Overview

(Lengthy) readable code. Efficient functions comprised of the minimum number of characters necessary. An age old battle in programming.

Way back when there were only two users on Bluesky, I linked to one of our earlier blog posts where we presented a nice way to visualise pre-post ordinal Likert data.

The only other user on Bluesky at the time commented:

All of the points raised were correct. It was a good post, but there was a lot of repetition in the code. Which got me thinking about the age old battle in programming…

The case for code

There are (always) a lot of people out there learning to use R, and a lot of them love experimenting with the great visualisation tools R has to offer. And a lot of those people are still learning to be code savvy. I know this because I cross paths with this type of user multiple times a week—copy and pasting examples from blogs (like this) and/or using trial and error to learn. It is this large cohort of users that one can appeal to by sharing verbose code.

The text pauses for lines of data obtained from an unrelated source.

//! Job lifecycle: the only writer of job status.
//!
//! `start` marks a job processing, spawns the pipeline and returns. The
//! spawned task stays registered in the active table until its completion
//! hook has written the terminal status, so an in-flight job is never
//! dropped on the floor.

use std::any::Any;
use std::collections::HashMap;
use std::panic::AssertUnwindSafe;
use std::path::PathBuf;
use std::sync::Arc;
use std::time::Duration;

use futures::FutureExt;
use tokio::sync::{watch, Mutex};
use tokio::task::JoinHandle;
use tracing::{error, info, instrument, warn, Instrument};

use super::store::{JobStore, ScriptProvider};
use super::{GenerationRequest, Job, JobStatus, JobUpdate};
use crate::error::{JobError, PipelineError};
use crate::pipeline::{Pipeline, PipelineOutcome};
use crate::speech::VoiceConfig;

struct ActiveJob {
    handle: JoinHandle<()>,
    done: watch::Receiver<Option<JobStatus>>,
}

type ActiveTable = Arc<Mutex<HashMap<String, ActiveJob>>>;

/// Options for [`Orchestrator::submit`]; the script text comes from the
/// script provider.
#[derive(Debug, Clone, Default)]
pub struct SubmitOptions {
    pub voice: VoiceConfig,
    pub music: Option<PathBuf>,
    pub footage_query: Option<String>,
}

pub struct Orchestrator {
    store: Arc<dyn JobStore>,
    scripts: Arc<dyn ScriptProvider>,
    pipeline: Arc<Pipeline>,
    active: ActiveTable,
    deadline: Option<Duration>,
}

impl Orchestrator {
    pub fn new(store: Arc<dyn JobStore>, scripts: Arc<dyn ScriptProvider>, pipeline: Arc<Pipeline>) -> Self {
        Self {
            store,
            scripts,
            pipeline,
            active: Arc::new(Mutex::new(HashMap::new())),
            deadline: None,
        }
    }

    /// Fail any job still running after `deadline`.
    #[must_use]
    pub fn with_deadline(mut self, deadline: Option<Duration>) -> Self {
        self.deadline = deadline;
        self
    }

    #[must_use]
    pub fn store(&self) -> &Arc<dyn JobStore> {
        &self.store
    }

    /// Begin generating `job_id` in the background.
    ///
    /// The job must already exist in the store. Returns once the job is
    /// marked processing; the pipeline runs on its own task.
    pub async fn start(&self, job_id: &str, request: GenerationRequest) -> Result<(), JobError> {
        // Held across spawn and insert so the completion hook cannot run first
        let mut active = self.active.lock().await;
        if active.contains_key(job_id) {
            return Err(JobError::AlreadyRunning(job_id.to_string()));
        }

        self.store
            .update(job_id, JobUpdate::status(JobStatus::Processing))
            .await?;

        let (done_tx, done_rx) = watch::channel(None);
        let task = JobTask {
            job_id: job_id.to_string(),
            store: Arc::clone(&self.store),
            pipeline: Arc::clone(&self.pipeline),
            active: Arc::clone(&self.active),
            deadline: self.deadline,
            done: done_tx,
        };

        let span = tracing::info_span!("job", job_id = %job_id);
        let handle = tokio::spawn(task.run(request).instrument(span));
        active.insert(
            job_id.to_string(),
            ActiveJob {
                handle,
                done: done_rx,
            },
        );

        info!(job_id, "Job started");
        Ok(())
    }

    /// Create a queued job for a stored script and start it.
    #[instrument(skip(self, options))]
    pub async fn submit(&self, script_id: &str, options: SubmitOptions) -> Result<Job, JobError> {
        let script = self
            .scripts
            .read(script_id)
            .await
            .ok_or_else(|| JobError::ScriptNotFound(script_id.to_string()))?;

        let job = Job::with_random_id().for_script(script_id);
        self.store.create(job.clone()).await?;

        let request = GenerationRequest {
            script: script.text,
            topic: script.topic,
            voice: options.voice,
            music: options.music,
            footage_query: options.footage_query,
        };
        self.start(&job.id, request).await?;

        Ok(self.store.get(&job.id).await?.unwrap_or(job))
    }

    /// Whether `job_id` has a task in flight.
    pub async fn is_running(&self, job_id: &str) -> bool {
        self.active.lock().await.contains_key(job_id)
    }

    pub async fn running_jobs(&self) -> usize {
        self.active.lock().await.len()
    }

    /// Wait for `job_id` to reach a terminal status and return its record.
    pub async fn wait(&self, job_id: &str) -> Result<Job, JobError> {
        let receiver = self
            .active
            .lock()
            .await
            .get(job_id)
            .map(|job| job.done.clone());

        if let Some(mut receiver) = receiver {
            // A closed channel means the hook already ran; the store has the answer
            let _ = receiver.wait_for(Option::is_some).await;
        }

        self.store
            .get(job_id)
            .await?
            .ok_or_else(|| JobError::NotFound(job_id.to_string()))
    }

    /// Abort every in-flight task. Used on shutdown only; jobs are not
    /// cancellable individually.
    pub async fn shutdown(&self) {
        let mut active = self.active.lock().await;
        for (job_id, job) in active.drain() {
            warn!(job_id = %job_id, "Aborting job on shutdown");
            job.handle.abort();
        }
    }
}

/// State moved into a spawned job task.
struct JobTask {
    job_id: String,
    store: Arc<dyn JobStore>,
    pipeline: Arc<Pipeline>,
    active: ActiveTable,
    deadline: Option<Duration>,
    done: watch::Sender<Option<JobStatus>>,
}

impl JobTask {
    async fn run(self, request: GenerationRequest) {
        let result = self.execute(&request).await;
        self.finalize(result).await;
    }

    /// Run the pipeline, turning panics and a blown deadline into errors.
    async fn execute(&self, request: &GenerationRequest) -> Result<PipelineOutcome, PipelineError> {
        let run = AssertUnwindSafe(self.pipeline.run(&self.job_id, request)).catch_unwind();

        let caught = match self.deadline {
            Some(limit) => tokio::time::timeout(limit, run)
                .await
                .map_err(|_| PipelineError::DeadlineExceeded(limit.as_secs()))?,
            None => run.await,
        };

        caught.map_err(|panic| PipelineError::Panicked(panic_message(panic.as_ref())))?
    }

    /// Completion hook: write the terminal status, wake waiters, deregister.
    async fn finalize(self, result: Result<PipelineOutcome, PipelineError>) {
        let update = match result {
            Ok(outcome) => {
                info!(video = %outcome.video_path.display(), duration = outcome.duration, "Job completed");
                JobUpdate {
                    status: Some(JobStatus::Completed),
                    video_path: Some(outcome.video_path),
                    audio_path: Some(outcome.audio_path),
                    duration: Some(outcome.duration),
                    error: None,
                    degraded: outcome.degraded,
                }
            }
            Err(e) => {
                error!("Job failed: {e}");
                // A panic or blown deadline skips the pipeline's own cleanup
                self.pipeline.discard_output(&self.job_id).await;
                JobUpdate::failed(e.to_string())
            }
        };

        let mut status = update.status.unwrap_or(JobStatus::Failed);
        if let Err(e) = self.store.update(&self.job_id, update).await {
            error!("Could not record final status: {e}");
            status = JobStatus::Failed;
            if let Err(e) = self.store.update(&self.job_id, JobUpdate::failed(e.to_string())).await {
                error!("Could not record failure either: {e}");
            }
        }

        self.done.send_replace(Some(status));
        self.active.lock().await.remove(&self.job_id);
    }
}

fn panic_message(panic: &(dyn Any + Send)) -> String {
    if let Some(s) = panic.downcast_ref::<&str>() {
        (*s).to_string()
    } else if let Some(s) = panic.downcast_ref::<String>() {
        s.clone()
    } else {
        "unknown panic".to_string()
    }
}

#[cfg(test)]
mod tests {
    use super::*;

    #[test]
    fn test_panic_message_variants() {
        let boxed: Box<dyn Any + Send> = Box::new("boom");
        assert_eq!(panic_message(boxed.as_ref()), "boom");

        let boxed: Box<dyn Any + Send> = Box::new(String::from("owned boom"));
        assert_eq!(panic_message(boxed.as_ref()), "owned boom");

        let boxed: Box<dyn Any + Send> = Box::new(42_u8);
        assert_eq!(panic_message(boxed.as_ref()), "unknown panic");
    }
}
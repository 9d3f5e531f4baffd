//! Media tool ports: filter graphs, the transcoder and the duration probe
//!
//! Everything that shells out to ffmpeg or ffprobe goes through the
//! [`Transcoder`] and [`MediaProbe`] traits so the pipeline can run against
//! fakes in tests.

pub mod filter;
pub mod probe;
pub mod transcoder;

pub use filter::{atempo_chain, escape_filter_path, FilterChain, FilterGraph};
pub use probe::{FfprobeProbe, MediaProbe};
pub use transcoder::{
    EncodingProfile, FfmpegTranscoder, InputSource, MediaInput, TranscodeRequest, Transcoder,
};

Some benefits of posting code:

If one encounters an error, it is easy for someone still learning to run the code in stages to identify where the problem may be,
If one wants to make minor changes (colours, line thickness, alpha etc.), they can easily see where to dive in and do so,
It is crystal clear what and where the code can (successfully) be customised. For example, customisations can be made without having to worry whether those arguments will be honoured by the function and not return a deluge of errors, and
It reinforces the amount of work that goes into producing an end result, and
It gives the reader direct line of sight to foundational code concepts and principles, as opposed to these being hidden and/or the outputs appearing seemingly by magic.

For example:

# Code for the first bar plot

library(simstudy)
library(ggsankey); library(patchwork)
library(thekidsbiostats) # install with remotes::install_github("The-Kids-Biostats/thekidsbiostats")


p1 <- dat %>% 
  filter(group == "Intervention") %>% 
  group_by(pre) %>% 
  tally() %>% 
  mutate(freq = n / sum(n),
         res = str_c(n, "\n(", round(freq*100, 1), "%)")) %>% 
  ggplot(aes(x = as.factor(pre), y = freq)) +
  geom_bar(aes(fill = as.factor(pre)), stat="identity", alpha = 0.8,
           colour = "black") +
  theme_institute(base_size = 14) +
  theme(legend.position = "none",
        panel.grid.major.x = element_blank(),
        plot.title = element_text(hjust = 0.5)) +
  scale_y_continuous(labels = scales::percent_format(),
                     breaks = seq(0, max_prop, by = 0.05),
                     expand = expansion(mult = c(0, 0.1))) +
  coord_cartesian(ylim = c(0, max_prop)) +
  scale_fill_viridis_d(option = "plasma", end = 0.85, direction = -1) +
  labs(title = "Pre",
       fill = "Response",
       x = "Response", y = "") +
  geom_text(aes(label = res), vjust = -0.1,
            family = "Barlow Semi Condensed") +
  guides(fill = guide_legend(nrow = 1))

The purpose of this post is not really about running this code. However, if you are looking to, the code to create the dat this relates to can be found here.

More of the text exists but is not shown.